• REQUIREMENT:
The data must be returned in full and exactly as given.

Collected data:
──────

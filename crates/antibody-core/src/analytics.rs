//! Run analytics.
//!
//! Records a coverage curve and per-iteration suite growth while a search
//! runs, for run-level observability.

use std::time::Instant;

use antibody_explore::immune::driver::{
    IterationReport, ProgressObserver, SearchOutcome, SearchPhase,
};
use serde::{Deserialize, Serialize};

/// Coverage measured after one iteration.
#[derive(Debug, Clone, Serialize, Deserialize)]
pub struct CoveragePoint {
    pub iteration: usize,
    pub covered: usize,
    pub total: usize,
    /// Coverage fraction (0.0-1.0).
    pub percent: f64,
}

/// Per-iteration search statistics.
#[derive(Debug, Clone, Serialize, Deserialize)]
pub struct IterationStats {
    pub iteration: usize,
    pub accepted: usize,
    pub suite_size: usize,
    pub pool_size: usize,
    pub population_size: usize,
    pub resampled: usize,
    pub deadlocks: usize,
}

#[derive(Debug, Clone, Serialize, Deserialize)]
pub struct RunAnalytics {
    pub coverage_curve: Vec<CoveragePoint>,
    pub iteration_stats: Vec<IterationStats>,
    pub total_resampled: usize,
    pub total_deadlocks: usize,
    pub peak_coverage: f64,
    pub elapsed_secs: f64,
    pub phase: SearchPhase,
    #[serde(skip)]
    started: Option<Instant>,
}

impl RunAnalytics {
    pub fn new() -> Self {
        Self {
            coverage_curve: Vec::new(),
            iteration_stats: Vec::new(),
            total_resampled: 0,
            total_deadlocks: 0,
            peak_coverage: 0.0,
            elapsed_secs: 0.0,
            phase: SearchPhase::Initializing,
            started: Some(Instant::now()),
        }
    }

    /// Record a coverage measurement.
    pub fn record_coverage(&mut self, iteration: usize, covered: usize, total: usize) {
        let percent = if total > 0 {
            covered as f64 / total as f64
        } else {
            0.0
        };

        self.coverage_curve.push(CoveragePoint {
            iteration,
            covered,
            total,
            percent,
        });

        if percent > self.peak_coverage {
            self.peak_coverage = percent;
        }
    }

    /// Iterations whose acceptance walk grew the suite.
    pub fn productive_iterations(&self) -> usize {
        self.iteration_stats.iter().filter(|s| s.accepted > 0).count()
    }

    /// Last recorded coverage fraction.
    pub fn final_coverage(&self) -> f64 {
        self.coverage_curve.last().map(|p| p.percent).unwrap_or(0.0)
    }
}

impl Default for RunAnalytics {
    fn default() -> Self {
        Self::new()
    }
}

impl ProgressObserver for RunAnalytics {
    fn on_iteration(&mut self, report: &IterationReport) {
        self.phase = report.phase;
        self.record_coverage(
            report.iteration,
            report.total - report.uncovered_after,
            report.total,
        );
        self.total_resampled += report.resampled;
        self.total_deadlocks += report.deadlocks;
        self.iteration_stats.push(IterationStats {
            iteration: report.iteration,
            accepted: report.accepted,
            suite_size: report.suite_size,
            pool_size: report.pool_size,
            population_size: report.population_size,
            resampled: report.resampled,
            deadlocks: report.deadlocks,
        });
    }

    fn on_finish(&mut self, outcome: &SearchOutcome) {
        self.phase = outcome.phase;
        if let Some(started) = self.started {
            self.elapsed_secs = started.elapsed().as_secs_f64();
        }
    }
}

──────

• RESPONSE:
filename crates/antibody-core/src/analytics.rs
//! Run analytics.
//!
//! Records a coverage curve and per-iteration suite growth while a search
//! runs, for run-level observability.

use std::time::Instant;

use antibody_explore::immune::driver::{
    IterationReport, ProgressObserver, SearchOutcome, SearchPhase,
};
use serde::{Deserialize, Serialize};

/// Coverage measured after one iteration.
#[derive(Debug, Clone, Serialize, Deserialize)]
pub struct CoveragePoint {
    pub iteration: usize,
    pub covered: usize,
    pub total: usize,
    /// Coverage fraction (0.0-1.0).
    pub percent: f64,
}

/// Per-iteration search statistics.
#[derive(Debug, Clone, Serialize, Deserialize)]
pub struct IterationStats {
    pub iteration: usize,
    pub accepted: usize,
    pub suite_size: usize,
    pub pool_size: usize,
    pub population_size: usize,
    pub resampled: usize,
    pub deadlocks: usize,
}

#[derive(Debug, Clone, Serialize, Deserialize)]
pub struct RunAnalytics {
    pub coverage_curve: Vec<CoveragePoint>,
    pub iteration_stats: Vec<IterationStats>,
    pub total_resampled: usize,
    pub total_deadlocks: usize,
    pub peak_coverage: f64,
    pub elapsed_secs: f64,
    pub phase: SearchPhase,
    #[serde(skip)]
    started: Option<Instant>,
}

impl RunAnalytics {
    pub fn new() -> Self {
        Self {
            coverage_curve: Vec::new(),
            iteration_stats: Vec::new(),
            total_resampled: 0,
            total_deadlocks: 0,
            peak_coverage: 0.0,
            elapsed_secs: 0.0,
            phase: SearchPhase::Initializing,
            started: Some(Instant::now()),
        }
    }

    /// Record a coverage measurement.
    pub fn record_coverage(&mut self, iteration: usize, covered: usize, total: usize) {
        let percent = if total > 0 {
            covered as f64 / total as f64
        } else {
            0.0
        };

        self.coverage_curve.push(CoveragePoint {
            iteration,
            covered,
            total,
            percent,
        });

        if percent > self.peak_coverage {
            self.peak_coverage = percent;
        }
    }

    /// Iterations whose acceptance walk grew the suite.
    pub fn productive_iterations(&self) -> usize {
        self.iteration_stats.iter().filter(|s| s.accepted > 0).count()
    }

    /// Last recorded coverage fraction.
    pub fn final_coverage(&self) -> f64 {
        self.coverage_curve.last().map(|p| p.percent).unwrap_or(0.0)
    }
}

impl Default for RunAnalytics {
    fn default() -> Self {
        Self::new()
    }
}

impl ProgressObserver for RunAnalytics {
    fn on_iteration(&mut self, report: &IterationReport) {
        self.phase = report.phase;
        self.record_coverage(
            report.iteration,
            report.total - report.uncovered_after,
            report.total,
        );
        self.total_resampled += report.resampled;
        self.total_deadlocks += report.deadlocks;
        self.iteration_stats.push(IterationStats {
            iteration: report.iteration,
            accepted: report.accepted,
            suite_size: report.suite_size,
            pool_size: report.pool_size,
            population_size: report.population_size,
            resampled: report.resampled,
            deadlocks: report.deadlocks,
        });
    }

    fn on_finish(&mut self, outcome: &SearchOutcome) {
        self.phase = outcome.phase;
        if let Some(started) = self.started {
            self.elapsed_secs = started.elapsed().as_secs_f64();
        }
    }
}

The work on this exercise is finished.